By Sarah Orne Jewett

The Peltons were new comers to that part of the country, who had bought a large farm and good farm house, and had paid for them when the deeds were passed. This was not without an effect, for they were received into the best rural society with every possible honor. They made improvements in their house, and were also generous in church matters, and willing at once to take part in town affairs. Everybody thought it was a great satisfaction to have so considerable an addition to the neighborhood. There was no mystery about these pleasant, well-to-do people. John Pelton had been raised on a good farm, and always meant to have one of his own before he died. He had been in the lumber business in Foxbridge, the nearest large town, and had done well, though he was not so rich as if he had kept to his business longer. One of the daughters complained that the farm was dull, but her brother and sister entered most heartily into their farmer's life.

    When they first came to the farm, bag and baggage, Miss Tamsen Spencer was on the spot to welcome them, and to lend a helping hand about unpacking the bedding and getting supper. She had brought a basket of doughnuts and an apple pie, and before they knew it the tea pot was on the stove, and a generous supper table spread by her quick hand. The Peltons had been delayed in leaving Foxbridge, and were fretted and uneasy, but the neighborly act of Miss Tamsen Spencer restored their serenity. It was very late in October when they came to the farm, and by Thanksgiving Tamsen had become so intimate and indispensable a friend that she was bidden to dine with the Pelton Household. She had sighed over her brother's absence and her own lonely feelings when the time for family reunions came around, and her new friends were glad to show their friendliness. The invitation was eagerly expected, and was accepted after proper consideration.

    As time went on, Miss Tamsen's information, not to say gossip, about their townsfolk, was much relied upon. There seemed to be nobody whose inmost secrets were not known to her, and she reposed the greatest confidence in the Peltons, by apparently telling them everything she had stored away in her busy brain.

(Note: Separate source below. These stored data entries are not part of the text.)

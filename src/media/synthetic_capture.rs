//! Capture backend that fakes its devices. Used by default by the CLI and by
//! tests; its behavior (permission, camera resolution, microphone presence)
//! is fully configurable.
use std::sync::{
    Arc,
    atomic::{AtomicUsize, Ordering},
};

use super::{
    acquisition_error::AcquisitionError,
    capture_backend::{CaptureBackend, CaptureDevice, TrackDescriptor},
    media_constraints::MediaConstraints,
    track_kind::TrackKind,
};

/// Whether the platform grants capture access.
#[derive(Debug, Clone, Copy, PartialEq, Eq)]
pub enum Permission {
    Granted,
    Denied,
}

/// Counts open synthetic devices; shared with the backend so callers can
/// check that hardware was released after the backend moved elsewhere.
#[derive(Debug, Clone, Default)]
pub struct CaptureActivity(Arc<AtomicUsize>);

impl CaptureActivity {
    #[must_use]
    pub fn active_devices(&self) -> usize {
        self.0.load(Ordering::SeqCst)
    }
}

#[derive(Debug, Clone)]
pub struct SyntheticCapture {
    permission: Permission,
    camera: Option<(u32, u32)>,
    microphone: bool,
    activity: CaptureActivity,
}

impl Default for SyntheticCapture {
    /// A 720p camera and a microphone, access granted.
    fn default() -> Self {
        Self::new(Permission::Granted, Some((1280, 720)), true)
    }
}

impl SyntheticCapture {
    #[must_use]
    pub fn new(permission: Permission, camera: Option<(u32, u32)>, microphone: bool) -> Self {
        Self {
            permission,
            camera,
            microphone,
            activity: CaptureActivity::default(),
        }
    }

    /// Revokes or grants access for subsequent `open` calls.
    pub fn set_permission(&mut self, permission: Permission) {
        self.permission = permission;
    }

    #[must_use]
    pub fn activity(&self) -> CaptureActivity {
        self.activity.clone()
    }
}

impl CaptureBackend for SyntheticCapture {
    fn open(
        &mut self,
        constraints: &MediaConstraints,
    ) -> Result<Box<dyn CaptureDevice>, AcquisitionError> {
        if !constraints.video && !constraints.audio {
            return Err(AcquisitionError::NothingRequested);
        }
        if self.permission == Permission::Denied {
            return Err(AcquisitionError::PermissionDenied);
        }

        let mut tracks = Vec::new();
        if constraints.video {
            let (width, height) = self.camera.ok_or(AcquisitionError::NoDevice(TrackKind::Video))?;
            if let Some((constraint, required, actual)) = constraints.violation(width, height) {
                return Err(AcquisitionError::Overconstrained {
                    constraint,
                    required,
                    actual,
                });
            }
            tracks.push(TrackDescriptor {
                kind: TrackKind::Video,
                label: format!("Synthetic Camera ({width}x{height})"),
                resolution: Some((width, height)),
            });
        }
        if constraints.audio {
            if !self.microphone {
                return Err(AcquisitionError::NoDevice(TrackKind::Audio));
            }
            tracks.push(TrackDescriptor {
                kind: TrackKind::Audio,
                label: "Synthetic Microphone".to_owned(),
                resolution: None,
            });
        }

        self.activity.0.fetch_add(1, Ordering::SeqCst);
        Ok(Box::new(SyntheticDevice {
            tracks,
            activity: Some(self.activity.clone()),
        }))
    }
}

struct SyntheticDevice {
    tracks: Vec<TrackDescriptor>,
    activity: Option<CaptureActivity>,
}

impl CaptureDevice for SyntheticDevice {
    fn tracks(&self) -> Vec<TrackDescriptor> {
        self.tracks.clone()
    }

    fn release(&mut self) {
        if let Some(activity) = self.activity.take() {
            activity.0.fetch_sub(1, Ordering::SeqCst);
        }
    }
}

impl Drop for SyntheticDevice {
    fn drop(&mut self) {
        self.release();
    }
}

#[cfg(test)]
mod tests {
    #![allow(clippy::unwrap_used, clippy::expect_used)]
    use super::*;

    #[test]
    fn opens_video_then_audio_and_counts_activity() {
        let mut cap = SyntheticCapture::default();
        let activity = cap.activity();
        let mut dev = cap.open(&MediaConstraints::default()).expect("granted");

        let tracks = dev.tracks();
        assert_eq!(tracks.len(), 2);
        assert_eq!(tracks[0].kind, TrackKind::Video);
        assert_eq!(tracks[0].resolution, Some((1280, 720)));
        assert_eq!(tracks[1].kind, TrackKind::Audio);
        assert_eq!(activity.active_devices(), 1);

        dev.release();
        dev.release();
        assert_eq!(activity.active_devices(), 0);
    }

    #[test]
    fn denied_permission_wins_over_missing_devices() {
        let mut cap = SyntheticCapture::new(Permission::Denied, None, false);
        let err = cap.open(&MediaConstraints::default()).err().expect("denied");
        assert_eq!(err, AcquisitionError::PermissionDenied);
        assert_eq!(err.reason(), "permission-denied");
        assert_eq!(cap.activity().active_devices(), 0);
    }

    #[test]
    fn small_camera_is_overconstrained() {
        let mut cap = SyntheticCapture::new(Permission::Granted, Some((640, 480)), true);
        let err = cap.open(&MediaConstraints::default()).err().expect("too small");
        assert_eq!(err.reason(), "overconstrained");
    }

    #[test]
    fn missing_microphone_only_matters_when_audio_requested() {
        let mut cap = SyntheticCapture::new(Permission::Granted, Some((1280, 720)), false);
        let err = cap.open(&MediaConstraints::default()).err().expect("no mic");
        assert_eq!(err, AcquisitionError::NoDevice(TrackKind::Audio));

        let video_only = MediaConstraints {
            audio: false,
            ..MediaConstraints::default()
        };
        assert_eq!(cap.open(&video_only).expect("video only").tracks().len(), 1);
    }
}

    John Pelton, who was a shrewd man, did not altogether uphold his womenfolk in such extensive intimacy, but after Tamsen applied herself devotedly to curing him of a bad attack of rheumatism, he began to think that she was garrulous but harmless, and ceased to warn his wife of trusting over much to such hungry ears and a glib tongue. The amiable Tamsen rarely did great mischief; she only had a story teller's art of romancing a little and setting forth the barest facts in an interesting way. If she had indeed been malicious, she might have prejudiced the simple-hearted new comers against half the town.

    But the long Vermont winter wore away, and by spring the Peltons had other friends, thanks to their attendance upon a cheerful succession of parish gatherings. Tamsen Spencer was no longer their only guide, philosopher and friend, and was a little jealous because others were taking her place. The young people made friends easily, and Tamsen began to watch them and to grow curious about them. She was almost as well contented with her secrets and mysteries, and intense delight in finding out all sorts of things without asking questions as she had been in the days when she had closer alliance with the household.

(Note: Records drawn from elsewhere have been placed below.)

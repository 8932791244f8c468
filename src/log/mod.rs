//! Leveled trace output: every line carries the seconds elapsed since process
//! start and is purely observational.
pub mod clock;
pub mod log_level;
pub mod log_macros;
pub mod log_msg;
pub mod log_sink;
pub mod logger;
pub mod logger_handle;
pub mod memory_log_sink;
pub mod noop_log_sink;
pub use memory_log_sink::MemoryLogSink;
pub use noop_log_sink::NoopLogSink;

    In her own home, her only companion was an industrious deaf and dumb brother a little older than herself, who managed their five or six acres of land alone in summer, and worked at shoemaking in the winter. He was a most unsatisfactory companion for such a sister. She was too impatient by nature to spend much time in conversing with him, by means of the little slate which he carried in his pocket, and poor Jotham was a solitary soul. His sole recreation was in tramping off by himself once or twice a year, nobody, not even Tamsen, knew exactly where; but from time to time he visited a cousin who lived about fifteen miles away, and once after he had been gone a longer time than usual, he proudly reported that he had been as far as Boston. When his sister read the startling word Boston on his smooth bit of slate, she hastened indignantly to ask why he had not given her a chance to share the great delight. Jotham shook his head, knowingly, as if to go alone were best.

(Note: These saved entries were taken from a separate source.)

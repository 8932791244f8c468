use std::sync::{
    Arc,
    mpsc::{self, Receiver},
};
use std::time::Instant;

use super::{
    coordinator_event::CoordinatorEvent, negotiation_error::NegotiationError,
    negotiation_step::NegotiationStep, offer_options::OfferOptions,
};
use crate::{
    ice::{IceApplicationError, IceCandidate, ice_settings::IceSettings},
    log::log_sink::LogSink,
    peer::{CandidateDisposition, PeerConnection, PeerEvent, PeerId, SignalingError},
    sdp::SessionDescription,
    sink_debug, sink_error, sink_info, sink_warn,
};

/// Pipeline progress, carrying the description the next step consumes.
#[derive(Debug)]
enum Stage {
    SetLocalOffer(SessionDescription),
    SetRemoteOffer(SessionDescription),
    CreateAnswer,
    SetLocalAnswer(SessionDescription),
    SetRemoteAnswer(SessionDescription),
}

impl Stage {
    const fn step(&self) -> NegotiationStep {
        match self {
            Stage::SetLocalOffer(_) => NegotiationStep::SetLocalOffer,
            Stage::SetRemoteOffer(_) => NegotiationStep::SetRemoteOffer,
            Stage::CreateAnswer => NegotiationStep::CreateAnswer,
            Stage::SetLocalAnswer(_) => NegotiationStep::SetLocalAnswer,
            Stage::SetRemoteAnswer(_) => NegotiationStep::SetRemoteAnswer,
        }
    }
}

/// Owns both connections and relays between them in-process.
///
/// `start_negotiation` creates the offer right away; every later step
/// runs on a subsequent [`poll`](Self::poll), interleaved with candidate
/// gathering and relay, the way continuations interleave in a browser. The
/// coordinator never waits for ordering: connections buffer early
/// candidates themselves.
pub struct NegotiationCoordinator {
    local: PeerConnection,
    remote: PeerConnection,
    events_rx: Receiver<(PeerId, PeerEvent)>,
    stage: Option<Stage>,
    logger: Arc<dyn LogSink>,
}

impl NegotiationCoordinator {
    #[must_use]
    pub fn new(settings: &IceSettings, logger: Arc<dyn LogSink>) -> Self {
        let (tx, events_rx) = mpsc::channel();
        Self {
            local: PeerConnection::new(PeerId::Local, settings.clone(), tx.clone(), logger.clone()),
            remote: PeerConnection::new(PeerId::Remote, settings.clone(), tx, logger.clone()),
            events_rx,
            stage: None,
            logger,
        }
    }

    #[must_use]
    pub const fn peer(&self, id: PeerId) -> &PeerConnection {
        match id {
            PeerId::Local => &self.local,
            PeerId::Remote => &self.remote,
        }
    }

    pub fn peer_mut(&mut self, id: PeerId) -> &mut PeerConnection {
        match id {
            PeerId::Local => &mut self.local,
            PeerId::Remote => &mut self.remote,
        }
    }

    /// Step the pipeline will run on the next poll, if negotiating.
    #[must_use]
    pub fn pending_step(&self) -> Option<NegotiationStep> {
        self.stage.as_ref().map(Stage::step)
    }

    #[must_use]
    pub fn both_connected(&self) -> bool {
        use crate::ice::ConnectivityState::Connected;
        self.local.connectivity_state() == Connected && self.remote.connectivity_state() == Connected
    }

    /// Creates the offer on the local connection and schedules the rest of
    /// the pipeline.
    ///
    /// # Errors
    /// A `createOffer` failure, as a [`NegotiationError`] on the local side.
    pub fn start_negotiation(&mut self, options: &OfferOptions) -> Result<(), NegotiationError> {
        let step = NegotiationStep::CreateOffer;
        let offer = self.local.create_offer(options).map_err(|cause| {
            let err = NegotiationError::new(step, cause);
            sink_error!(self.logger, "Negotiation failed: {}", err);
            err
        })?;
        sink_info!(self.logger, "{} on {} succeeded", step, step.side());
        self.stage = Some(Stage::SetLocalOffer(offer));
        Ok(())
    }

    /// Hands a candidate to the connection it was not gathered by.
    ///
    /// # Errors
    /// The receiving connection's [`IceApplicationError`]. The call goes on.
    pub fn relay_candidate(
        &mut self,
        candidate: IceCandidate,
    ) -> Result<CandidateDisposition, IceApplicationError> {
        let to = candidate.origin.other();
        sink_debug!(self.logger, "Relaying candidate {} -> {}", candidate.origin, to);
        self.peer_mut(to).add_ice_candidate(candidate)
    }

    /// One scheduler turn at `now`: at most one pipeline step, one tick per
    /// connection, then relay and report everything they published.
    pub fn poll(&mut self, now: Instant) -> Vec<CoordinatorEvent> {
        let mut out = Vec::new();
        self.advance_pipeline(&mut out);
        self.local.tick(now);
        self.remote.tick(now);
        self.drain(&mut out, true);
        out
    }

    /// Closes both sides: the local connection first, then the remote one
    /// after observing the loss of its counterpart.
    pub fn close(&mut self) -> Vec<CoordinatorEvent> {
        let mut out = Vec::new();
        if let Some(stage) = self.stage.take() {
            sink_info!(self.logger, "Negotiation abandoned before {}", stage.step());
            out.push(CoordinatorEvent::PipelineAbandoned(stage.step()));
        }
        self.local.close();
        self.remote.mark_disconnected();
        self.remote.close();
        self.drain(&mut out, false);
        out
    }

    fn advance_pipeline(&mut self, out: &mut Vec<CoordinatorEvent>) {
        let Some(stage) = self.stage.take() else {
            return;
        };
        let step = stage.step();
        if self.local.is_closed() || self.remote.is_closed() {
            sink_debug!(self.logger, "Connection closed; dropping {}", step);
            out.push(CoordinatorEvent::PipelineAbandoned(step));
            return;
        }

        let result: Result<Option<Stage>, SignalingError> = match stage {
            Stage::SetLocalOffer(offer) => self
                .local
                .set_local_description(&offer)
                .map(|()| Some(Stage::SetRemoteOffer(offer))),
            Stage::SetRemoteOffer(offer) => self
                .remote
                .set_remote_description(&offer)
                .map(|()| Some(Stage::CreateAnswer)),
            Stage::CreateAnswer => self
                .remote
                .create_answer()
                .map(|answer| Some(Stage::SetLocalAnswer(answer))),
            Stage::SetLocalAnswer(answer) => self
                .remote
                .set_local_description(&answer)
                .map(|()| Some(Stage::SetRemoteAnswer(answer))),
            Stage::SetRemoteAnswer(answer) => {
                self.local.set_remote_description(&answer).map(|()| None)
            }
        };

        match result {
            Ok(next) => {
                sink_info!(self.logger, "{} on {} succeeded", step, step.side());
                out.push(CoordinatorEvent::StepCompleted(step));
                if next.is_none() {
                    sink_info!(self.logger, "Offer/answer exchange complete");
                    out.push(CoordinatorEvent::NegotiationComplete);
                }
                self.stage = next;
            }
            Err(cause) => {
                let err = NegotiationError::new(step, cause);
                sink_error!(self.logger, "Negotiation failed: {}", err);
                out.push(CoordinatorEvent::NegotiationFailed(err));
            }
        }
    }

    fn drain(&mut self, out: &mut Vec<CoordinatorEvent>, relay: bool) {
        while let Ok((from, event)) = self.events_rx.try_recv() {
            if relay {
                match &event {
                    PeerEvent::IceCandidate(candidate) => {
                        if let Err(error) = self.relay_candidate(candidate.clone()) {
                            let to = from.other();
                            sink_warn!(self.logger, "Candidate from {} rejected by {}: {}", from, to, error);
                            out.push(CoordinatorEvent::CandidateRejected {
                                to,
                                candidate: candidate.clone(),
                                error,
                            });
                        }
                    }
                    PeerEvent::EndOfCandidates => {
                        self.peer_mut(from.other()).add_end_of_candidates();
                    }
                    _ => {}
                }
            }
            out.push(CoordinatorEvent::Peer(from, event));
        }
    }
}

#[cfg(test)]
mod tests {
    #![allow(clippy::unwrap_used, clippy::expect_used)]
    use std::time::Duration;

    use super::*;
    use crate::{
        ice::ConnectivityState,
        log::{MemoryLogSink, log_level::LogLevel},
        media::{MediaTrack, TrackKind},
        peer::SignalingState,
    };

    fn coordinator() -> (NegotiationCoordinator, Arc<MemoryLogSink>) {
        let sink = Arc::new(MemoryLogSink::new());
        let settings = IceSettings {
            host_candidates: 2,
            check_delay: Duration::from_millis(20),
            check_timeout: Duration::from_millis(1000),
        };
        (NegotiationCoordinator::new(&settings, sink.clone()), sink)
    }

    fn with_camera(c: &mut NegotiationCoordinator) -> MediaTrack {
        let cam = MediaTrack::new(TrackKind::Video, "cam");
        c.peer_mut(PeerId::Local).add_track(cam.clone()).unwrap();
        cam
    }

    fn poll_for(c: &mut NegotiationCoordinator, t0: Instant, ms: u64) -> Vec<CoordinatorEvent> {
        let mut all = Vec::new();
        for i in 0..=ms / 5 {
            all.extend(c.poll(t0 + Duration::from_millis(i * 5)));
        }
        all
    }

    #[test]
    fn runs_one_step_per_poll_and_ends_stable() {
        let (mut c, _) = coordinator();
        with_camera(&mut c);
        c.start_negotiation(&OfferOptions::default()).unwrap();
        assert_eq!(c.pending_step(), Some(NegotiationStep::SetLocalOffer));

        let t0 = Instant::now();
        let mut completed = Vec::new();
        for i in 0..5 {
            for ev in c.poll(t0 + Duration::from_millis(i)) {
                if let CoordinatorEvent::StepCompleted(step) = ev {
                    completed.push(step);
                }
            }
        }
        assert_eq!(
            completed,
            vec![
                NegotiationStep::SetLocalOffer,
                NegotiationStep::SetRemoteOffer,
                NegotiationStep::CreateAnswer,
                NegotiationStep::SetLocalAnswer,
                NegotiationStep::SetRemoteAnswer,
            ]
        );
        assert_eq!(c.pending_step(), None);
        assert_eq!(c.peer(PeerId::Local).signaling_state(), SignalingState::Stable);
        assert_eq!(c.peer(PeerId::Remote).signaling_state(), SignalingState::Stable);
    }

    #[test]
    fn early_candidates_are_buffered_by_the_answerer() {
        let (mut c, _) = coordinator();
        with_camera(&mut c);
        c.start_negotiation(&OfferOptions::default()).unwrap();
        let t0 = Instant::now();
        // setLocal(offer) + first gathered candidate relayed before the remote
        // side has any description.
        c.poll(t0);
        assert_eq!(c.peer(PeerId::Remote).buffered_candidate_count(), 1);
        assert_eq!(c.peer(PeerId::Remote).signaling_state(), SignalingState::New);

        poll_for(&mut c, t0, 100);
        assert_eq!(c.peer(PeerId::Remote).buffered_candidate_count(), 0);
        assert_eq!(c.peer(PeerId::Remote).applied_remote_candidates().len(), 2);
        assert!(c.both_connected());
    }

    #[test]
    fn create_offer_failure_names_step_and_side() {
        let (mut c, sink) = coordinator();
        let err = c.start_negotiation(&OfferOptions::default()).unwrap_err();
        assert_eq!(err.step, NegotiationStep::CreateOffer);
        assert_eq!(err.side, PeerId::Local);
        assert_eq!(err.cause, SignalingError::NoOutboundTrack);
        assert!(c.pending_step().is_none());
        assert!(sink.contains(LogLevel::Error, "createOffer failed on local"));
    }

    #[test]
    fn later_failure_short_circuits_the_pipeline() {
        let (mut c, _) = coordinator();
        with_camera(&mut c);
        c.start_negotiation(&OfferOptions::default()).unwrap();
        // The answerer already has an unrelated local offer in flight.
        let own = MediaTrack::new(TrackKind::Audio, "mic");
        c.peer_mut(PeerId::Remote).add_track(own).unwrap();
        let offer = c
            .peer_mut(PeerId::Remote)
            .create_offer(&OfferOptions::default())
            .unwrap();
        c.peer_mut(PeerId::Remote).set_local_description(&offer).unwrap();

        let events = poll_for(&mut c, Instant::now(), 50);
        let failures: Vec<&NegotiationError> = events
            .iter()
            .filter_map(|e| match e {
                CoordinatorEvent::NegotiationFailed(err) => Some(err),
                _ => None,
            })
            .collect();
        assert_eq!(failures.len(), 1);
        assert_eq!(failures[0].step, NegotiationStep::SetRemoteOffer);
        assert_eq!(failures[0].side, PeerId::Remote);
        assert!(!events.iter().any(|e| matches!(e, CoordinatorEvent::NegotiationComplete)));
        assert!(c.pending_step().is_none());
    }

    #[test]
    fn malformed_candidate_is_reported_and_call_still_connects() {
        let (mut c, _) = coordinator();
        with_camera(&mut c);
        c.start_negotiation(&OfferOptions::default()).unwrap();
        let t0 = Instant::now();
        poll_for(&mut c, t0, 20);

        let garbage = IceCandidate {
            origin: PeerId::Local,
            candidate: "candidate:0 1 udp nope 127.0.0.1 1 typ host".into(),
            sdp_mid: Some("0".into()),
            sdp_mline_index: Some(0),
            username_fragment: None,
        };
        assert!(matches!(
            c.relay_candidate(garbage),
            Err(IceApplicationError::Malformed(_))
        ));
        poll_for(&mut c, t0 + Duration::from_millis(25), 100);
        assert!(c.both_connected());
    }

    #[test]
    fn close_mid_negotiation_abandons_the_pipeline() {
        let (mut c, _) = coordinator();
        let cam = with_camera(&mut c);
        c.start_negotiation(&OfferOptions::default()).unwrap();
        c.poll(Instant::now());

        let events = c.close();
        assert!(events
            .iter()
            .any(|e| matches!(e, CoordinatorEvent::PipelineAbandoned(NegotiationStep::SetRemoteOffer))));
        assert!(c.peer(PeerId::Local).is_closed());
        assert!(c.peer(PeerId::Remote).is_closed());
        assert_eq!(
            c.peer(PeerId::Remote).connectivity_state(),
            ConnectivityState::Closed
        );
        assert!(cam.is_live());

        // Late polls are harmless.
        assert!(c
            .poll(Instant::now())
            .iter()
            .all(|e| !matches!(e, CoordinatorEvent::StepCompleted(_))));
        assert!(c.close().is_empty());
    }
}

    There was something pathetic in the way that Tamsen loved society, and in her misused but really delightful gift of story-telling. To be sure she often talked too long about little things and was wearisome, but that was only a misuse of what might have been a charming gift with a little more tact that came from cultivation and larger mindedness. With all her faults, she had made far more of her opportunities than most of the Delford people. Of all women in Delford, she would have most quickly made herself harmonious with strangers or with cosmopolitan society, and while it was often said that she talked too much, almost everybody was glad to see the cheerful, entertaining creature coming. She even had the tact to conceal her curiosity, and it never would occur to you while she told you a delicious tale of your neighbor's affairs, that her innocent-looking quick grey eyes were seeing everything within the four walls of your own kitchen.

    Forgive this lingering description of Miss Tamsen Spencer's characteristics, for the story of one of her adventures would count for nothing without it. You must understand how solemn she could be at a funeral and how gay at a wedding: that nobody could talk so ably with the minister upon almost any subject, or understood the practice of medicine from either the old or the young doctor's point of view so well as this same Tamsen. She was intimate with half a dozen families, and had a morbid fear, though she had so much to say about other people, that other people should find out anything about her own affairs. She was secretive and accumulative as an old crow. She could not bear to be questioned; indeed, she rarely gave anybody a chance.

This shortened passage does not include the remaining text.